2.7 Required Vote; Withdrawal of Quorum. When a quorum is present at any
meeting, the vote of the holders of at least a majority of the outstanding
shares entitled to vote who are present, in person or by proxy, shall decide any
question brought before such meeting, unless the question is one on which, by
express provision of statute, the certificate of incorporation of the
Corporation or any amendment(s) thereto, or these bylaws, a different vote is
required, in which case such express provision shall govern and control the
decision of such question. The stockholders present at a duly constituted
meeting may continue to transact business until adjournment, notwithstanding the
withdrawal of enough stockholders to leave less than a quorum.

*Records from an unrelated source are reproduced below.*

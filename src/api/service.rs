use super::{expect_success, read_json, ApiClient};
use crate::errors::AppResult;
use crate::models::{Memory, ModelCatalog};

impl ApiClient {
    /// `GET /models`
    pub async fn list_models(&self) -> AppResult<ModelCatalog> {
        let response = self.http.get(self.url("/models")).send().await?;
        read_json(response, "model catalog").await
    }

    /// `GET /memories`
    pub async fn list_memories(&self) -> AppResult<Vec<Memory>> {
        let response = self.http.get(self.url("/memories")).send().await?;
        read_json(response, "memories").await
    }

    /// `DELETE /memories/:id`
    pub async fn remove_memory(&self, id: &str) -> AppResult<()> {
        let response = self
            .http
            .delete(self.url(&format!("/memories/{id}")))
            .send()
            .await?;
        expect_success(response).await
    }
}
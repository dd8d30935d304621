//! Server-sent-event client for in-flight completions.

pub mod event;

use std::time::Duration;

use eventsource_stream::{EventStreamError, Eventsource};
use futures_util::StreamExt;
use reqwest::header::ACCEPT;
use tokio::task::JoinHandle;
use tracing::{debug, info, info_span, warn, Instrument};

use crate::errors::{AppError, AppResult};
use crate::models::ChatMessage;

pub use event::{decode_frame, ControlEvent, Delta, StreamFrame};

pub const DEFAULT_MAX_RETRIES: u32 = 3;
pub const DEFAULT_RETRY_DELAY: Duration = Duration::from_secs(1);

/// Receives the events of one stream, in arrival order.
pub trait StreamObserver: Send + 'static {
    fn on_delta(&mut self, delta: Delta);

    /// Called for every control event except `Done`.
    fn on_control(&mut self, control: ControlEvent);

    /// Called exactly once when the stream completes; nothing follows it.
    fn on_done(&mut self, message: ChatMessage);
}

/// How a stream task ended.
#[derive(Debug, Clone, PartialEq, Eq)]
pub enum StreamOutcome {
    /// `Done` arrived and was delivered.
    Completed,
    /// The connection failed more than the retry budget allows in a row.
    /// `on_done` was never called.
    RetriesExhausted { errors: u32 },
    Cancelled,
}

/// Handle to a running stream task. Dropping it leaves the task running.
#[derive(Debug)]
pub struct StreamHandle {
    stream_id: String,
    task: JoinHandle<StreamOutcome>,
}

impl StreamHandle {
    pub fn stream_id(&self) -> &str {
        &self.stream_id
    }

    pub fn is_finished(&self) -> bool {
        self.task.is_finished()
    }

    pub fn abort(&self) {
        self.task.abort();
    }

    pub async fn join(self) -> StreamOutcome {
        match self.task.await {
            Ok(outcome) => outcome,
            Err(e) if e.is_panic() => std::panic::resume_unwind(e.into_panic()),
            Err(_) => StreamOutcome::Cancelled,
        }
    }
}

#[derive(Debug, Clone)]
pub struct CompletionStreamClient {
    http: reqwest::Client,
    base_uri: String,
    max_retries: u32,
    retry_delay: Duration,
}

impl CompletionStreamClient {
    pub fn new(http: reqwest::Client, base_uri: impl Into<String>) -> Self {
        Self {
            http,
            base_uri: base_uri.into(),
            max_retries: DEFAULT_MAX_RETRIES,
            retry_delay: DEFAULT_RETRY_DELAY,
        }
    }

    pub fn with_retry_policy(mut self, max_retries: u32, retry_delay: Duration) -> Self {
        self.max_retries = max_retries;
        self.retry_delay = retry_delay;
        self
    }

    pub fn stream_url(&self, stream_id: &str) -> String {
        format!("{}/completions/prompt/sse/{stream_id}", self.base_uri)
    }

    /// Opens the event stream for `stream_id` on a background task and feeds
    /// its events to `observer`.
    pub fn open_stream<O: StreamObserver>(&self, stream_id: &str, observer: O) -> StreamHandle {
        let client = self.clone();
        let id = stream_id.to_string();
        let span = info_span!("completion_stream", stream_id = %id);
        let task = tokio::spawn(async move { client.run(&id, observer).await }.instrument(span));

        StreamHandle { stream_id: stream_id.to_string(), task }
    }

    async fn run<O: StreamObserver>(&self, stream_id: &str, mut observer: O) -> StreamOutcome {
        let url = self.stream_url(stream_id);
        let mut consecutive_errors = 0u32;

        loop {
            match self.consume(&url, &mut observer, &mut consecutive_errors).await {
                Ok(()) => {
                    info!("Stream {stream_id} completed");
                    return StreamOutcome::Completed;
                }
                Err(e) => {
                    consecutive_errors += 1;
                    if consecutive_errors > self.max_retries {
                        warn!(
                            "Giving up on stream {stream_id} after {consecutive_errors} consecutive errors: {e}"
                        );
                        return StreamOutcome::RetriesExhausted { errors: consecutive_errors };
                    }
                    debug!(
                        "Stream {stream_id} error {consecutive_errors}/{}: {e}; reconnecting",
                        self.max_retries
                    );
                    tokio::time::sleep(self.retry_delay).await;
                }
            }
        }
    }

    /// Reads one connection. Returns `Ok` only after `Done` was delivered; any
    /// other end of the connection is an error the caller may retry.
    async fn consume<O: StreamObserver>(
        &self,
        url: &str,
        observer: &mut O,
        consecutive_errors: &mut u32,
    ) -> AppResult<()> {
        let response = self
            .http
            .get(url)
            .header(ACCEPT, "text/event-stream")
            .send()
            .await?;

        let status = response.status();
        if !status.is_success() {
            return Err(AppError::BackendStatus {
                status: status.as_u16(),
                message: status.canonical_reason().unwrap_or("unknown").to_string(),
            });
        }

        let mut events = std::pin::pin!(response.bytes_stream().eventsource());
        while let Some(event) = events.next().await {
            let event = match event {
                Ok(event) => event,
                Err(EventStreamError::Transport(e)) => return Err(AppError::Network(e)),
                Err(e) => return Err(AppError::protocol(e.to_string())),
            };
            *consecutive_errors = 0;

            if event.data.is_empty() {
                continue;
            }
            match decode_frame(&event.data) {
                Ok(StreamFrame::Delta(delta)) => observer.on_delta(delta),
                Ok(StreamFrame::Control(control)) => observer.on_control(control),
                Ok(StreamFrame::Done(message)) => {
                    observer.on_done(message);
                    return Ok(());
                }
                Err(e) => warn!("Skipping stream event: {e}"),
            }
        }

        Err(AppError::StreamClosed)
    }
}
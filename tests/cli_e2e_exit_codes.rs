//! Exit code and top-level CLI behavior tests.

mod common;
use common::prelude::*;

#[test]
fn test_help_lists_subcommands() {
    TestFixture::new()
        .command()
        .arg("--help")
        .assert()
        .success()
        .stdout(predicate::str::contains("parse"))
        .stdout(predicate::str::contains("list"))
        .stdout(predicate::str::contains("show"))
        .stdout(predicate::str::contains("run"));
}

#[test]
fn test_version() {
    TestFixture::new()
        .command()
        .arg("--version")
        .assert()
        .success()
        .stdout(predicate::str::contains(env!("CARGO_PKG_VERSION")));
}

#[test]
fn test_missing_subcommand_is_usage_error() {
    TestFixture::new().command().assert().failure().code(2);
}

#[test]
fn test_runtime_error_exit_code() {
    TestFixture::new()
        .command()
        .args(["parse", "ftp://host/repo"])
        .assert()
        .failure()
        .code(1);
}

#[test]
fn test_config_flag_overrides_default_path() {
    let fixture = TestFixture::new().with_file("custom.yml", configs::BASIC);

    fixture
        .command()
        .args(["--config", "custom.yml", "list"])
        .assert()
        .success()
        .stdout(predicate::str::contains("custom.yml"));
}
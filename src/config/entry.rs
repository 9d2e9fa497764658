//! # Config Entries
//!
//! A [`ConfigEntry`] is one named Git Fusion target. Every setting it exposes
//! is resolved on demand from three places, in a fixed order: the entry's own
//! settings, the credentials written into its `url`, and the global defaults.
//!
//! | setting             | resolution order                                                          |
//! |---------------------|---------------------------------------------------------------------------|
//! | `git_fusion_password` | entry `password`, URL password, global `password`                       |
//! | `git_fusion_user`     | entry `user`, URL user (not scp), global `user`                         |
//! | `perforce_password`   | entry `perforce.password`, global `perforce.password`, then as above    |
//! | `perforce_user`       | entry `perforce.user`, global `perforce.user`, then as above            |
//!
//! The Perforce port is either configured explicitly or discovered from the
//! service's `info` output, fetched through an [`InfoSource`] at most once
//! per entry.

use std::fmt;
use std::sync::{Arc, LazyLock, OnceLock, PoisonError};

use log::{debug, warn};
use regex::Regex;
use serde_yaml::{Mapping, Value};

use super::global::{normalize_global, GLOBAL_ENTRY};
use super::{scalar_string, sub_map, SharedConfig};
use crate::error::{Error, Result};
use crate::port::{expand_perforce_port, parse_server_info};
use crate::url::{GitFusionUrl, Scheme};

/// Both placeholders every auto-create template must contain.
const TEMPLATE_PLACEHOLDERS: [&str; 2] = ["{project-path}", "{namespace}"];

/// `//depot/...`: a non-empty first segment followed by another `/`.
static DEPOT_PATH: LazyLock<Regex> = LazyLock::new(|| Regex::new(r"^//[^/]+/").unwrap());

/// Keys looked up verbatim, entry first and global defaults second.
const PASSTHROUGH_KEYS: [&str; 5] = [
    "url",
    "label",
    "perforce",
    "auto_create",
    "git_config_params",
];

/// Supplies the free-form `info` text of a Git Fusion service.
///
/// Implementations typically run the `info` command against the entry's URL
/// (see [`crate::git::GitInfoSource`]); tests substitute canned text.
pub trait InfoSource: Send + Sync {
    fn info(&self, entry: &ConfigEntry) -> Result<String>;
}

/// One named Git Fusion target.
pub struct ConfigEntry {
    id: String,
    settings: Mapping,
    config: SharedConfig,
    info_source: Option<Arc<dyn InfoSource>>,
    info: OnceLock<String>,
}

impl fmt::Debug for ConfigEntry {
    fn fmt(&self, f: &mut fmt::Formatter<'_>) -> fmt::Result {
        f.debug_struct("ConfigEntry")
            .field("id", &self.id)
            .field("url", &self.raw_url())
            .field("info_cached", &self.info.get().is_some())
            .finish()
    }
}

impl ConfigEntry {
    /// Wrap the settings of entry `id`. `config` is the full raw
    /// configuration the global defaults are read from.
    pub fn new(id: impl Into<String>, mut settings: Mapping, config: SharedConfig) -> Self {
        for name in ["perforce", "auto_create"] {
            let normalized = sub_map(&settings, name);
            settings.insert(Value::from(name), Value::Mapping(normalized));
        }

        Self {
            id: id.into(),
            settings,
            config,
            info_source: None,
            info: OnceLock::new(),
        }
    }

    /// Use `source` to look up server info for [`perforce_port`](Self::perforce_port).
    pub fn with_info_source(mut self, source: Arc<dyn InfoSource>) -> Self {
        self.info_source = Some(source);
        self
    }

    pub fn id(&self) -> &str {
        &self.id
    }

    /// The entry's own settings, with `perforce` and `auto_create`
    /// normalized to maps.
    pub fn settings(&self) -> &Mapping {
        &self.settings
    }

    /// Whether the entry names a non-empty `url`.
    pub fn is_valid(&self) -> bool {
        self.raw_url().is_some_and(|url| !url.is_empty())
    }

    /// The normalized global defaults, read from the shared configuration
    /// on every call.
    pub fn global(&self) -> Mapping {
        let config = self.config.read().unwrap_or_else(PoisonError::into_inner);
        let raw = config
            .get(GLOBAL_ENTRY)
            .and_then(Value::as_mapping)
            .cloned()
            .unwrap_or_default();
        normalize_global(raw)
    }

    /// Look up a setting by name.
    ///
    /// `password` and `user` resolve through their precedence chains;
    /// `url`, `label`, `perforce`, `auto_create` and `git_config_params`
    /// come from the entry, falling back to the global defaults.
    ///
    /// # Errors
    ///
    /// [`Error::UnknownConfigKey`] for any other key.
    pub fn get(&self, key: &str) -> Result<Option<Value>> {
        match key {
            "password" => self.git_fusion_password().map(|p| Some(Value::from(p))),
            "user" => self.git_fusion_user().map(|u| Some(Value::from(u))),
            _ if PASSTHROUGH_KEYS.contains(&key) => Ok(self
                .settings
                .get(key)
                .filter(|value| !value.is_null())
                .cloned()
                .or_else(|| self.global().get(key).cloned())),
            _ => Err(Error::UnknownConfigKey {
                key: key.to_string(),
            }),
        }
    }

    fn raw_url(&self) -> Option<String> {
        self.settings.get("url").and_then(scalar_string)
    }

    fn setting(&self, name: &str) -> Option<String> {
        self.settings.get(name).and_then(scalar_string)
    }

    fn perforce_setting(settings: &Mapping, name: &str) -> Option<String> {
        sub_map(settings, "perforce").get(name).and_then(scalar_string)
    }

    fn global_setting(&self, name: &str) -> String {
        self.global()
            .get(name)
            .and_then(scalar_string)
            .unwrap_or_default()
    }

    /// The entry's URL exactly as written, without credential overlays.
    fn parsed_url(&self) -> Result<GitFusionUrl> {
        GitFusionUrl::parse(&self.raw_url().unwrap_or_default())
    }

    fn url_password(&self) -> Result<Option<String>> {
        self.parsed_url()?.embedded_password()
    }

    /// The user written into a non-scp URL. The user of an scp-style
    /// address is part of the address, not a credential.
    fn url_user(&self) -> Result<Option<String>> {
        let url = self.parsed_url()?;
        if url.scheme() == Scheme::Scp {
            return Ok(None);
        }
        url.embedded_user()
    }

    /// Build the entry's URL, with the resolved user, password and git
    /// config overrides applied. A fresh value is parsed on every call.
    pub fn url(&self) -> Result<GitFusionUrl> {
        let mut url = self.parsed_url()?;
        if url.scheme() != Scheme::Scp {
            url.set_user(Some(&self.git_fusion_user()?))?;
        }
        url.set_password(Some(self.git_fusion_password()?));
        url.set_git_config_params(self.git_config_params());
        Ok(url)
    }

    /// Password for the Git Fusion service.
    pub fn git_fusion_password(&self) -> Result<String> {
        if let Some(password) = self.setting("password") {
            return Ok(password);
        }
        if let Some(password) = self.url_password()? {
            return Ok(password);
        }
        Ok(self.global_setting("password"))
    }

    /// User for the Git Fusion service.
    pub fn git_fusion_user(&self) -> Result<String> {
        if let Some(user) = self.setting("user") {
            return Ok(user);
        }
        if let Some(user) = self.url_user()? {
            return Ok(user);
        }
        Ok(self.global_setting("user"))
    }

    /// Password for the backing Perforce server. Perforce-specific settings,
    /// even global ones, win over the generic Git Fusion password.
    pub fn perforce_password(&self) -> Result<String> {
        if let Some(password) = Self::perforce_setting(&self.settings, "password") {
            return Ok(password);
        }
        if let Some(password) = Self::perforce_setting(&self.global(), "password") {
            return Ok(password);
        }
        self.git_fusion_password()
    }

    /// User for the backing Perforce server.
    pub fn perforce_user(&self) -> Result<String> {
        if let Some(user) = Self::perforce_setting(&self.settings, "user") {
            return Ok(user);
        }
        if let Some(user) = Self::perforce_setting(&self.global(), "user") {
            return Ok(user);
        }
        self.git_fusion_user()
    }

    /// Address of the backing Perforce server.
    ///
    /// An explicit `perforce.port` is returned verbatim. Otherwise the
    /// `Server address:` reported by the service's `info` output is expanded
    /// against the URL's host and marked `ssl:` when the server reports
    /// encryption. `None` means no port could be determined.
    pub fn perforce_port(&self) -> Result<Option<String>> {
        if let Some(port) = Self::perforce_setting(&self.settings, "port") {
            return Ok(Some(port));
        }

        let info = parse_server_info(self.info());
        let Some(address) = info.address else {
            debug!("No server address in info output for '{}'", self.id);
            return Ok(None);
        };

        let host = self.url()?.host()?;
        let port = expand_perforce_port(Some(&address), &host);
        Ok(port.map(|port| {
            if info.encrypted && !port.contains("ssl:") {
                format!("ssl:{}", port)
            } else {
                port
            }
        }))
    }

    /// The service's `info` text, fetched at most once per entry. Lookup
    /// failures are logged and treated as empty text.
    pub fn info(&self) -> &str {
        self.info.get_or_init(|| {
            let Some(source) = &self.info_source else {
                return String::new();
            };
            debug!("Fetching Git Fusion info for '{}'", self.id);
            source.info(self).unwrap_or_else(|e| {
                warn!("Could not fetch Git Fusion info for '{}': {}", self.id, e);
                String::new()
            })
        })
    }

    /// `git -c` overrides: a single string or a list of `key=value` strings,
    /// from the entry or else the global defaults.
    pub fn git_config_params(&self) -> Vec<String> {
        let value = match self.settings.get("git_config_params") {
            Some(value) if !value.is_null() => value.clone(),
            _ => match self.global().get("git_config_params") {
                Some(value) => value.clone(),
                None => return Vec::new(),
            },
        };

        match value {
            Value::String(param) => vec![param],
            Value::Sequence(params) => params
                .iter()
                .filter_map(|param| param.as_str().map(str::to_string))
                .collect(),
            _ => Vec::new(),
        }
    }

    /// Global `auto_create` settings overridden key by key by the entry's.
    pub fn auto_create(&self) -> Mapping {
        let mut merged = sub_map(&self.global(), "auto_create");
        for (key, value) in sub_map(&self.settings, "auto_create") {
            merged.insert(key, value);
        }
        merged
    }

    /// Whether the auto-create templates are usable.
    ///
    /// `path_template` and `repo_name_template` must both be strings
    /// containing `{project-path}` and `{namespace}`, and `path_template`
    /// must be a depot path (`//depot/...`) that does not end in `...`.
    pub fn is_auto_create_configured(&self) -> bool {
        let auto_create = self.auto_create();
        let template = |name: &str| {
            auto_create
                .get(name)
                .and_then(Value::as_str)
                .filter(|t| TEMPLATE_PLACEHOLDERS.iter().all(|p| t.contains(p)))
                .map(str::to_string)
        };

        let (Some(path_template), Some(_)) =
            (template("path_template"), template("repo_name_template"))
        else {
            return false;
        };

        DEPOT_PATH.is_match(&path_template) && !path_template.ends_with("...")
    }
}
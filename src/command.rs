//! The closed set of commands that can be embedded in a Git Fusion URL path
//! (`https://host/@status@repo`).

use std::fmt;
use std::str::FromStr;

use crate::error::{Error, Result};

/// A command understood by the Git Fusion service.
#[derive(Debug, Clone, Copy, PartialEq, Eq, Hash)]
pub enum Command {
    Help,
    Info,
    List,
    Status,
    Wait,
}

impl Command {
    /// Every known command, in display order.
    pub const ALL: [Command; 5] = [
        Command::Help,
        Command::Info,
        Command::List,
        Command::Status,
        Command::Wait,
    ];

    /// The name as it appears in a URL.
    pub fn as_str(&self) -> &'static str {
        match self {
            Command::Help => "help",
            Command::Info => "info",
            Command::List => "list",
            Command::Status => "status",
            Command::Wait => "wait",
        }
    }
}

impl fmt::Display for Command {
    fn fmt(&self, f: &mut fmt::Formatter<'_>) -> fmt::Result {
        f.write_str(self.as_str())
    }
}

impl FromStr for Command {
    type Err = Error;

    fn from_str(s: &str) -> Result<Self> {
        Command::ALL
            .into_iter()
            .find(|command| command.as_str() == s)
            .ok_or_else(|| Error::UnknownCommand {
                command: s.to_string(),
            })
    }
}

/// Returns true if `name` is a known command.
///
/// Matching is exact: `Info` and ` info` are rejected.
pub fn is_valid_command(name: &str) -> bool {
    Command::ALL.iter().any(|command| command.as_str() == name)
}
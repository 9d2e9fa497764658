//! CLI argument parsing and command dispatch

use std::path::PathBuf;

use anyhow::Result;
use clap::{Parser, Subcommand};

use crate::commands;
use git_fusion_url::defaults::{default_config_path, CONFIG_ENV};

/// Git Fusion URL - Resolve Git Fusion endpoints and their target configuration
#[derive(Parser, Debug)]
#[command(name = "git-fusion-url")]
#[command(version, about, long_about = None)]
pub struct Cli {
    /// Subcommand to execute
    #[command(subcommand)]
    command: Commands,

    /// Path to the Git Fusion configuration file
    #[arg(
        short,
        long,
        global = true,
        value_name = "FILE",
        env = CONFIG_ENV,
        default_value_os_t = default_config_path()
    )]
    config: PathBuf,

    /// Colorize output (always, never, auto)
    #[arg(long, global = true, value_name = "WHEN", default_value = "auto")]
    color: String,

    /// Set log level (error, warn, info, debug, trace)
    #[arg(long, global = true, value_name = "LEVEL", default_value = "warn")]
    log_level: String,
}

#[derive(Subcommand, Debug)]
enum Commands {
    /// Parse a Git Fusion URL and print its parts
    Parse(commands::parse::ParseArgs),

    /// List the usable entries of the configuration
    List,

    /// Show the effective settings of a configuration entry
    Show(commands::show::ShowArgs),

    /// Run a Git Fusion command against a configuration entry
    Run(commands::run::RunArgs),
}

impl Cli {
    /// Execute the CLI command
    pub fn execute(self) -> Result<()> {
        // RUST_LOG, when set, wins over --log-level
        env_logger::Builder::from_env(env_logger::Env::default().default_filter_or(&self.log_level))
            .format_timestamp(None)
            .init();

        match self.command {
            Commands::Parse(args) => commands::parse::execute(args, &self.color),
            Commands::List => commands::list::execute(&self.config, &self.color),
            Commands::Show(args) => commands::show::execute(args, &self.config, &self.color),
            Commands::Run(args) => commands::run::execute(args, &self.config),
        }
    }
}
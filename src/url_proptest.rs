//! Property-based tests for URL parsing and serialization.
//!
//! These tests use proptest to generate canonical Git Fusion URLs and verify
//! that invariants hold for all of them.

#[cfg(test)]
mod proptest_tests {
    use crate::command::Command;
    use crate::url::{GitFusionUrl, Scheme};
    use proptest::prelude::*;

    #[derive(Debug, Clone)]
    struct Parts {
        scheme: &'static str,
        user: Option<String>,
        password: Option<String>,
        host: String,
        port: Option<u16>,
        command: Option<Command>,
        repo: Option<String>,
        extra: Option<String>,
    }

    impl Parts {
        fn is_scp(&self) -> bool {
            self.scheme.starts_with("scp")
        }

        fn render(&self) -> String {
            let mut out = if self.is_scp() {
                format!("{}@{}", self.user.as_deref().unwrap_or("git"), self.host)
            } else {
                let mut base = format!("{}://", self.scheme);
                if let Some(user) = &self.user {
                    base.push_str(user);
                    if let Some(password) = &self.password {
                        base.push(':');
                        base.push_str(password);
                    }
                    base.push('@');
                }
                base.push_str(&self.host);
                if let Some(port) = self.port {
                    base.push_str(&format!(":{}", port));
                }
                base
            };

            if self.command.is_none() && self.repo.is_none() {
                return out;
            }
            out.push(if self.scheme == "scp-colon" { ':' } else { '/' });
            if let Some(command) = self.command {
                out.push('@');
                out.push_str(command.as_str());
                if self.repo.is_some() {
                    out.push('@');
                }
            }
            if let Some(repo) = &self.repo {
                out.push_str(repo);
            }
            if let Some(extra) = &self.extra {
                out.push('@');
                out.push_str(extra);
            }
            out
        }
    }

    fn command_strategy() -> impl Strategy<Value = Option<Command>> {
        prop::option::of(prop::sample::select(Command::ALL.to_vec()))
    }

    prop_compose! {
        fn parts_strategy()(
            scheme in prop::sample::select(vec!["http", "https", "ssh", "scp-colon", "scp-slash"]),
            user in prop::option::of("[a-z][a-z0-9]{0,7}"),
            password in prop::option::of("[a-z0-9]{1,8}"),
            host in "[a-z]{1,10}(\\.[a-z]{2,5})?",
            port in prop::option::of(1025u16..65535),
            command in command_strategy(),
            repo in prop::option::of("[a-z0-9_-]{1,8}(/[a-z0-9_-]{1,8}){0,2}"),
            extra in prop::option::of("[a-z0-9@]{0,8}"),
        ) -> Parts {
            let scp = scheme.starts_with("scp");
            let extra = if command.is_some() && repo.is_some() { extra } else { None };
            Parts {
                scheme,
                user: if scp { Some(user.unwrap_or_else(|| "git".to_string())) } else { user },
                password: if scp { None } else { password },
                host,
                port: if scp { None } else { port },
                command,
                repo,
                extra,
            }
        }
    }

    proptest! {
        /// Property: parsing then serializing without stripping reproduces
        /// the source string
        #[test]
        fn round_trip_is_lossless(parts in parts_strategy()) {
            let raw = parts.render();
            let mut url = GitFusionUrl::parse(&raw).unwrap();
            url.set_strip_password(false);
            prop_assert_eq!(url.to_url_string().unwrap(), raw);
        }

        /// Property: parsed fields match the generated ones
        #[test]
        fn parse_recovers_fields(parts in parts_strategy()) {
            let url = GitFusionUrl::parse(&parts.render()).unwrap();
            prop_assert_eq!(url.command(), parts.command);
            prop_assert_eq!(url.repo(), parts.repo.as_deref());
            prop_assert_eq!(url.extra(), parts.extra.as_deref());
            prop_assert_eq!(url.host().unwrap(), parts.host.clone());
        }

        /// Property: the default serialization never carries a password
        #[test]
        fn stripped_output_has_no_password(parts in parts_strategy()) {
            let url = GitFusionUrl::parse(&parts.render()).unwrap();
            let serialized = url.to_url_string().unwrap();
            if let (Some(user), Some(password)) = (&parts.user, &parts.password) {
                let userinfo = format!("{}:{}@", user, password);
                prop_assert!(
                    !serialized.contains(&userinfo),
                    "password leaked in {}",
                    serialized
                );
            }
            prop_assert_eq!(url.embedded_password().unwrap(), if parts.is_scp() {
                None
            } else {
                parts.user.as_ref().and(parts.password.clone())
            });
        }

        /// Property: scp-style `:` and `/` separators parse identically apart
        /// from the recorded delimiter
        #[test]
        fn scp_delimiters_are_equivalent(
            user in "[a-z][a-z0-9]{0,7}",
            host in "[a-z]{1,10}",
            repo in "[a-z0-9_-]{1,8}(/[a-z0-9_-]{1,8}){0,2}",
        ) {
            let colon = GitFusionUrl::parse(&format!("{}@{}:{}", user, host, repo)).unwrap();
            let slash = GitFusionUrl::parse(&format!("{}@{}/{}", user, host, repo)).unwrap();

            prop_assert_eq!(colon.scheme(), Scheme::Scp);
            prop_assert_eq!(colon.base(), slash.base());
            prop_assert_eq!(colon.repo(), slash.repo());
            prop_assert_eq!(colon.recorded_delimiter(), Some(':'));
            prop_assert_eq!(slash.recorded_delimiter(), Some('/'));
        }

        /// Property: only the five known commands are accepted
        #[test]
        fn unknown_commands_are_rejected(name in "[a-z]{1,8}") {
            let mut url = GitFusionUrl::new(Scheme::Https, "https://gf.example.com");
            let known = Command::ALL.iter().any(|c| c.as_str() == name);
            prop_assert_eq!(url.set_command(Some(&name)).is_ok(), known);
        }
    }
}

2.8 Method of Voting; Proxies. Except as otherwise provided in the
certificate of incorporation of the Corporation or by law, each outstanding
share, regardless of class, shall be entitled to one vote on each matter
submitted to a vote at a meeting of stockholders. Elections of directors need
not be by written ballot. At any meeting of stockholders, every stockholder
having the right to vote may vote either in person or by a proxy executed in
writing by the stockholder or by another person or persons duly authorized under
Section 212 of the Delaware General Corporation Law to act for him as proxy.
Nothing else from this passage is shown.